### YOUR ASSIGNMENT
Examine each line of the data. Copy those that contain the string "Send".

### INFORMATION GIVEN
━━━━━━━━━━━━━━━━

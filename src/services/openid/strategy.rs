//! 외부 OpenID 스트래티지 연동 지점
//!
//! 핸드셰이크(리다이렉트, assertion 검증, 프로필 조회)는 외부 구현이 담당합니다.
//! 이 크레이트는 유효 설정과 검증기를 넘겨 스트래티지 인스턴스를 만들고,
//! 만들어진 스트래티지를 프로바이더 이름으로 등록할 뿐입니다.

use std::sync::Arc;
use async_trait::async_trait;
use crate::config::OpenIdSettings;
use crate::domain::{RequestContext, VerifyResult};
use crate::services::openid::Verifier;

/// 등록된 인증 스트래티지
#[async_trait]
pub trait Strategy: Send + Sync {
    /// 요청을 인증합니다. 핸드셰이크가 끝나면 검증기를 호출하여 결과를 돌려줍니다.
    async fn authenticate(&self, req: &RequestContext) -> VerifyResult;
}

/// 유효 설정과 검증 콜백으로 스트래티지를 만드는 팩토리
pub trait StrategyFactory: Send + Sync {
    fn create(&self, settings: &OpenIdSettings, verifier: Arc<dyn Verifier>) -> Box<dyn Strategy>;
}

impl<F> StrategyFactory for F
where
    F: Fn(&OpenIdSettings, Arc<dyn Verifier>) -> Box<dyn Strategy> + Send + Sync,
{
    fn create(&self, settings: &OpenIdSettings, verifier: Arc<dyn Verifier>) -> Box<dyn Strategy> {
        self(settings, verifier)
    }
}
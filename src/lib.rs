//! OpenID 인증 백엔드
//!
//! 외부 OpenID 스트래티지(예: Steam)를 호스트 애플리케이션에 연결하고,
//! 핸드셰이크로 얻은 외부 신원을 로컬 엔티티로 확정합니다.
//!
//! # Features
//!
//! - **설정 해석**: 내장 기본값, 전역 인증 설정, 프로바이더 블록, 호출 옵션의 4계층 병합
//! - **신원 검증**: 기존 엔티티 찾기 / 새 엔티티 만들기 / 로그인 세션에 계정 연동
//! - **저장소 추상화**: MongoDB 컬렉션 또는 메모리 저장소
//!
//! # Architecture
//!
//! ```text
//! ┌─────────────────┐
//! │     AuthApp     │ ← 인증 설정, 저장소/스트래티지 레지스트리
//! └─────────────────┘
//!          │
//!          ▼
//! ┌─────────────────┐
//! │  OpenID Plugin  │ ← 설정 해석 → 검증기/스트래티지 등록
//! └─────────────────┘
//!          │
//!          ▼
//! ┌─────────────────┐
//! │    Verifier     │ ← 찾기 / 만들기 / 연동
//! └─────────────────┘
//!          │
//!          ▼
//! ┌─────────────────┐
//! │  Entity Store   │ ← MongoDB / 메모리
//! └─────────────────┘
//! ```
//!
//! # Examples
//!
//! ```rust,ignore
//! use openid_auth_backend::config::{AuthSettings, HostInfo, OpenIdOptions};
//! use openid_auth_backend::core::application::AuthApp;
//! use openid_auth_backend::services::openid::setup;
//!
//! let mut app = AuthApp::new(HostInfo::from_env());
//! app.configure_authentication(AuthSettings::from_env()?);
//! app.use_service("users", users_store);
//!
//! setup(&app, OpenIdOptions::new("steam").strategy(steam).set("apiKey", key).set("realm", realm))?;
//! let outcome = app.authenticate("steam", &request).await?;
//! ```

pub mod core;
pub mod config;
pub mod db;
pub mod domain;
pub mod repositories;
pub mod services;
pub mod utils;
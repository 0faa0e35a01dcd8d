//! Roster units and their per-kind stat templates.
//!
//! A [`CombatUnit`] only knows about itself: damage intake, healing, the
//! special-ability gate and per-turn counters. Cross-unit rules live in
//! [`crate::combat`].

use crate::config::BattleConfig;

use super::common::{Side, UnitId};

/// Closed set of roster unit kinds.
///
/// The kinds form a rock-paper-scissors relation described by
/// [`crate::combat::effectiveness`].
#[derive(
    Clone,
    Copy,
    Debug,
    PartialEq,
    Eq,
    Hash,
    strum::Display,
    strum::EnumIter,
    strum::EnumString,
    strum::AsRefStr,
)]
#[cfg_attr(feature = "serde", derive(serde::Serialize, serde::Deserialize))]
#[strum(ascii_case_insensitive)]
pub enum UnitKind {
    Red,
    Blue,
    Yellow,
}

/// Fixed starting stats for a unit kind.
#[derive(Clone, Copy, Debug, PartialEq, Eq)]
#[cfg_attr(feature = "serde", derive(serde::Serialize, serde::Deserialize))]
pub struct UnitTemplate {
    pub max_hp: u32,
    pub atk: u32,
    pub def: u32,
}

impl UnitKind {
    /// Starting stats for this kind.
    pub const fn template(self) -> UnitTemplate {
        match self {
            UnitKind::Red => UnitTemplate {
                max_hp: 100,
                atk: 30,
                def: 10,
            },
            UnitKind::Blue => UnitTemplate {
                max_hp: 120,
                atk: 20,
                def: 25,
            },
            UnitKind::Yellow => UnitTemplate {
                max_hp: 80,
                atk: 25,
                def: 15,
            },
        }
    }

    /// Display name of the kind's special ability.
    pub const fn special_name(self) -> &'static str {
        match self {
            UnitKind::Red => "Rage Burst",
            UnitKind::Blue => "Empathy Shield",
            UnitKind::Yellow => "Lightning Dash",
        }
    }
}

/// A player or enemy roster unit.
///
/// Invariants maintained by every mutator:
/// - `hp <= max_hp`
/// - `alive == (hp > 0)`
/// - `shielded` is cleared on the decrement that brings `shield_duration` to 0
#[derive(Clone, Debug, PartialEq, Eq)]
#[cfg_attr(feature = "serde", derive(serde::Serialize, serde::Deserialize))]
pub struct CombatUnit {
    id: UnitId,
    kind: UnitKind,
    side: Side,
    hp: u32,
    max_hp: u32,
    atk: u32,
    def: u32,
    alive: bool,
    special_cooldown: u32,
    shielded: bool,
    shield_duration: u32,
}

impl CombatUnit {
    /// Creates a unit at full health using the kind's template.
    pub fn new(id: UnitId, kind: UnitKind, side: Side) -> Self {
        let template = kind.template();
        Self {
            id,
            kind,
            side,
            hp: template.max_hp,
            max_hp: template.max_hp,
            atk: template.atk,
            def: template.def,
            alive: true,
            special_cooldown: 0,
            shielded: false,
            shield_duration: 0,
        }
    }

    /// Overrides attack and defense (builder pattern).
    #[must_use]
    pub fn with_stats(mut self, atk: u32, def: u32) -> Self {
        self.atk = atk;
        self.def = def;
        self
    }

    /// Overrides current hp, clamped to `max_hp` (builder pattern).
    #[must_use]
    pub fn with_hp(mut self, hp: u32) -> Self {
        self.hp = hp.min(self.max_hp);
        self.alive = self.hp > 0;
        self
    }

    pub fn id(&self) -> UnitId {
        self.id
    }

    pub fn kind(&self) -> UnitKind {
        self.kind
    }

    pub fn side(&self) -> Side {
        self.side
    }

    pub fn hp(&self) -> u32 {
        self.hp
    }

    pub fn max_hp(&self) -> u32 {
        self.max_hp
    }

    pub fn atk(&self) -> u32 {
        self.atk
    }

    pub fn def(&self) -> u32 {
        self.def
    }

    pub fn is_alive(&self) -> bool {
        self.alive
    }

    pub fn special_cooldown(&self) -> u32 {
        self.special_cooldown
    }

    pub fn is_shielded(&self) -> bool {
        self.shielded
    }

    pub fn shield_duration(&self) -> u32 {
        self.shield_duration
    }

    /// Name used in battle narration, e.g. `Red` or `Enemy Blue`.
    pub fn label(&self) -> String {
        match self.side {
            Side::Player => self.kind.to_string(),
            Side::Enemy => format!("Enemy {}", self.kind),
        }
    }

    /// Applies incoming damage and returns the hp loss before clamping.
    ///
    /// An active shield halves the incoming amount (rounded down) and ignores
    /// defense. Otherwise defense is subtracted with a floor of 1.
    pub fn take_damage(&mut self, amount: u32) -> u32 {
        let loss = if self.shielded && self.shield_duration > 0 {
            amount / 2
        } else {
            amount.saturating_sub(self.def).max(1)
        };

        self.hp = self.hp.saturating_sub(loss);
        if self.hp == 0 {
            self.alive = false;
        }
        loss
    }

    /// Restores hp up to `max_hp`. Dead units stay dead.
    pub fn heal(&mut self, amount: u32) {
        if !self.alive {
            return;
        }
        self.hp = self.hp.saturating_add(amount).min(self.max_hp);
    }

    /// Cooldown gate for every special ability.
    ///
    /// Returns false without touching state while the cooldown is running.
    pub fn use_special_ability(&mut self) -> bool {
        if self.special_cooldown > 0 {
            return false;
        }
        self.special_cooldown = BattleConfig::SPECIAL_COOLDOWN;
        true
    }

    pub fn activate_shield(&mut self, duration: u32) {
        self.shielded = true;
        self.shield_duration = duration;
    }

    pub fn advance_turn_counters(&mut self) {
        if self.special_cooldown > 0 {
            self.special_cooldown -= 1;
        }
        if self.shield_duration > 0 {
            self.shield_duration -= 1;
            if self.shield_duration == 0 {
                self.shielded = false;
            }
        }
    }

    pub fn reset(&mut self) {
        self.hp = self.max_hp;
        self.alive = true;
        self.special_cooldown = 0;
        self.shielded = false;
        self.shield_duration = 0;
    }
}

━━━━━━━━━━━━━━━━

### RESPONSE TO THIS EXERCISE
pub trait Strategy: Send + Sync {
pub trait StrategyFactory: Send + Sync {
    F: Fn(&OpenIdSettings, Arc<dyn Verifier>) -> Box<dyn Strategy> + Send + Sync,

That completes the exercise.